Assignment:
Select all lines in the records that include "index".

Supplied material:
────────
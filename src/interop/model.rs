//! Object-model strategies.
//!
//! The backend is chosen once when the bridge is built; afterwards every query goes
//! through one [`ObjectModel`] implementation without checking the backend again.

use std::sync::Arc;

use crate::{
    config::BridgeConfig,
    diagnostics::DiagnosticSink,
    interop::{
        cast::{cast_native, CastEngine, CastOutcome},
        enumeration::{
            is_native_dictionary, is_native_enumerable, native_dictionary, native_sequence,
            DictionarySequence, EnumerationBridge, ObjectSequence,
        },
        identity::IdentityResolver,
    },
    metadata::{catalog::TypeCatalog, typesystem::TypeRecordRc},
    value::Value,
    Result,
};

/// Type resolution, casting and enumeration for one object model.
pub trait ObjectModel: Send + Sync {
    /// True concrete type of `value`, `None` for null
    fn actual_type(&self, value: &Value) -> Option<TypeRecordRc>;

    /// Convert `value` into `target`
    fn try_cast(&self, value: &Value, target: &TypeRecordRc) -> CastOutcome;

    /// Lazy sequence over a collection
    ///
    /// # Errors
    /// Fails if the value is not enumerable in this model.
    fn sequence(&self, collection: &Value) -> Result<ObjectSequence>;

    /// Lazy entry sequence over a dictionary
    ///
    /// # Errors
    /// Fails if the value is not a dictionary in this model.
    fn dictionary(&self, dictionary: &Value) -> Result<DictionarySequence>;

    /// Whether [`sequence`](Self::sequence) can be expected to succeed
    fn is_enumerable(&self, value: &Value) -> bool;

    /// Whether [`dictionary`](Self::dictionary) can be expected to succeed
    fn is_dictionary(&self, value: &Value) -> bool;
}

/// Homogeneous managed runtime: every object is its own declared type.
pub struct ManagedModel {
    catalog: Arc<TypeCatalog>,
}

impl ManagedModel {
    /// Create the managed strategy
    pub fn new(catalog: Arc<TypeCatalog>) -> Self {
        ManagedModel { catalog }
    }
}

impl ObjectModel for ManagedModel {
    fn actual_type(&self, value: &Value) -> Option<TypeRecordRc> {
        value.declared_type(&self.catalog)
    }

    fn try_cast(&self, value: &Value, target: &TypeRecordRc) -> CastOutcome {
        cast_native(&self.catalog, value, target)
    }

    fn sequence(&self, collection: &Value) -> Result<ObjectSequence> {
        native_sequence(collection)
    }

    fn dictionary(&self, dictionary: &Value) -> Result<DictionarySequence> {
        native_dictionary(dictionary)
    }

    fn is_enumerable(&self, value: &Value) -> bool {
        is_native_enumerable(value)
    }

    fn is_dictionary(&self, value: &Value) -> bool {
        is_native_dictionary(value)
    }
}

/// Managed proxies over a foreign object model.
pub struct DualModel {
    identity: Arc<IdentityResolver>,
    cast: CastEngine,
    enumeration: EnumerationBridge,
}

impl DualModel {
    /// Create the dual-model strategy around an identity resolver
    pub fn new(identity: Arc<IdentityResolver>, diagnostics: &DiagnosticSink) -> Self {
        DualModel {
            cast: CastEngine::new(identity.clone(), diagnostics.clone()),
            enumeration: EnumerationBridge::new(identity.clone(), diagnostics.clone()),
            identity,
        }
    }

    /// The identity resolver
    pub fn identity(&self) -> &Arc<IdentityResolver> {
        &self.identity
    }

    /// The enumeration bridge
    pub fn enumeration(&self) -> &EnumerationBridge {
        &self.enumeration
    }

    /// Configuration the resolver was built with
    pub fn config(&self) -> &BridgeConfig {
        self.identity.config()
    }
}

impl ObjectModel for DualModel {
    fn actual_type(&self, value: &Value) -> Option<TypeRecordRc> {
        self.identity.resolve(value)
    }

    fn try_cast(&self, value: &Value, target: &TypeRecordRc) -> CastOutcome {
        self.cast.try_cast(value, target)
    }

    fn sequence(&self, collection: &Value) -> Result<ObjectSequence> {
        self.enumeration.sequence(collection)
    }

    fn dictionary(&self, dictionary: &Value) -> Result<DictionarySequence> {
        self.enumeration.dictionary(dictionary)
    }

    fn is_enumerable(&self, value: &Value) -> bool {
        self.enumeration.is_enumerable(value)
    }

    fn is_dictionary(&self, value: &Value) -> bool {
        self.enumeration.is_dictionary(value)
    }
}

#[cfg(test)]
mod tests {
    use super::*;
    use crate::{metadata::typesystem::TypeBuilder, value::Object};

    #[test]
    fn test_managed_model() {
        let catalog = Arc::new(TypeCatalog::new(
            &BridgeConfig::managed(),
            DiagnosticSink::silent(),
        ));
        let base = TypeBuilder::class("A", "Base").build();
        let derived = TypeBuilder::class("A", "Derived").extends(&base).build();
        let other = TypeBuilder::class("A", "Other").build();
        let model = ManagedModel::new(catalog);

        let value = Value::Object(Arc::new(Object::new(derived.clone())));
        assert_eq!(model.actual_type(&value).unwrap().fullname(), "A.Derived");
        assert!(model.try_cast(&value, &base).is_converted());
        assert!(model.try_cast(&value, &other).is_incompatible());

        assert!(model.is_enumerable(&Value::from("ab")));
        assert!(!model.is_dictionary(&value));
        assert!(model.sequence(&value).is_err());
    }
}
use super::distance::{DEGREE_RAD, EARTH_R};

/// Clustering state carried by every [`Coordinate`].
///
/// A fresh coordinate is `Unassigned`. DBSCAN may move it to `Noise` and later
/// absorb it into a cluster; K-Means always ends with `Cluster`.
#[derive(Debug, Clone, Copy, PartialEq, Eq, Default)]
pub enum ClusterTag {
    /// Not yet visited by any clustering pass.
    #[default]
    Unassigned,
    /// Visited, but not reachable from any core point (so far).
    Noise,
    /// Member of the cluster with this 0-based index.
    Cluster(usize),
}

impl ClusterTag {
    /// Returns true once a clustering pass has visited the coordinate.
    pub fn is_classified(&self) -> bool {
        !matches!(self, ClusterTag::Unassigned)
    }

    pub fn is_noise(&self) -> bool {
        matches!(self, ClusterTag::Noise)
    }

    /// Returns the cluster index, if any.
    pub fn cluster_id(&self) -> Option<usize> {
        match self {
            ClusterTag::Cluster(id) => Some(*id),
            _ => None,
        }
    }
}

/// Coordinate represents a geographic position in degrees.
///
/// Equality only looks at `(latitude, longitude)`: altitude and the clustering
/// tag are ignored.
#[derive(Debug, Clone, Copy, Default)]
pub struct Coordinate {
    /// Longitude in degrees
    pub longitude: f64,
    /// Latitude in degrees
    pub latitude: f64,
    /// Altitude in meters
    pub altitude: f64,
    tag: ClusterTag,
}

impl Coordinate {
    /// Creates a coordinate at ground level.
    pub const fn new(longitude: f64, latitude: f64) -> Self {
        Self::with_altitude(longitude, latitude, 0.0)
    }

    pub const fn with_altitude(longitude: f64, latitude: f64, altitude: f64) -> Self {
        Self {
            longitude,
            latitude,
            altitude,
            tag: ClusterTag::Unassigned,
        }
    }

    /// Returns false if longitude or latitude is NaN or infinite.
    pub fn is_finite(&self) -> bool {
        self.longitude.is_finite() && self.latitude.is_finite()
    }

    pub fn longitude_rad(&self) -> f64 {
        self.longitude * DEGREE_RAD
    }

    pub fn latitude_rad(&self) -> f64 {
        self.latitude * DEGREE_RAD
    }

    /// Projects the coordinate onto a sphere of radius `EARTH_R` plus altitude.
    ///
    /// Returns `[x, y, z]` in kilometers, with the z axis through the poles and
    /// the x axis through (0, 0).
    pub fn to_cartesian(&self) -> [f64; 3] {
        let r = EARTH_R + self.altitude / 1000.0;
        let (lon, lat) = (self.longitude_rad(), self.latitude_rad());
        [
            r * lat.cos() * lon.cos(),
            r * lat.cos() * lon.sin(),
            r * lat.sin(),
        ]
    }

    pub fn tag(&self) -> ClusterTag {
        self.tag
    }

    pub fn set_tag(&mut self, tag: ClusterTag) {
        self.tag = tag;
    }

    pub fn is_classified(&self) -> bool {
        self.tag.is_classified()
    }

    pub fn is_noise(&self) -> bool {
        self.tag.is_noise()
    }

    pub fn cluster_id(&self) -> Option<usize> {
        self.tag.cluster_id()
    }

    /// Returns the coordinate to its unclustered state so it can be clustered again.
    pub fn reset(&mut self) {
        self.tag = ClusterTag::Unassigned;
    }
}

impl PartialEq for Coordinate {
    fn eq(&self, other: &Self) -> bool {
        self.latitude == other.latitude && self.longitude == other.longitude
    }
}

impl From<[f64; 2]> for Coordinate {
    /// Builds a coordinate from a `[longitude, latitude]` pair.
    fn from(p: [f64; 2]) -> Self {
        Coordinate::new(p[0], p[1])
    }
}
────────
Response area:
    /// Member of the cluster with this 0-based index.
    /// Returns the cluster index, if any.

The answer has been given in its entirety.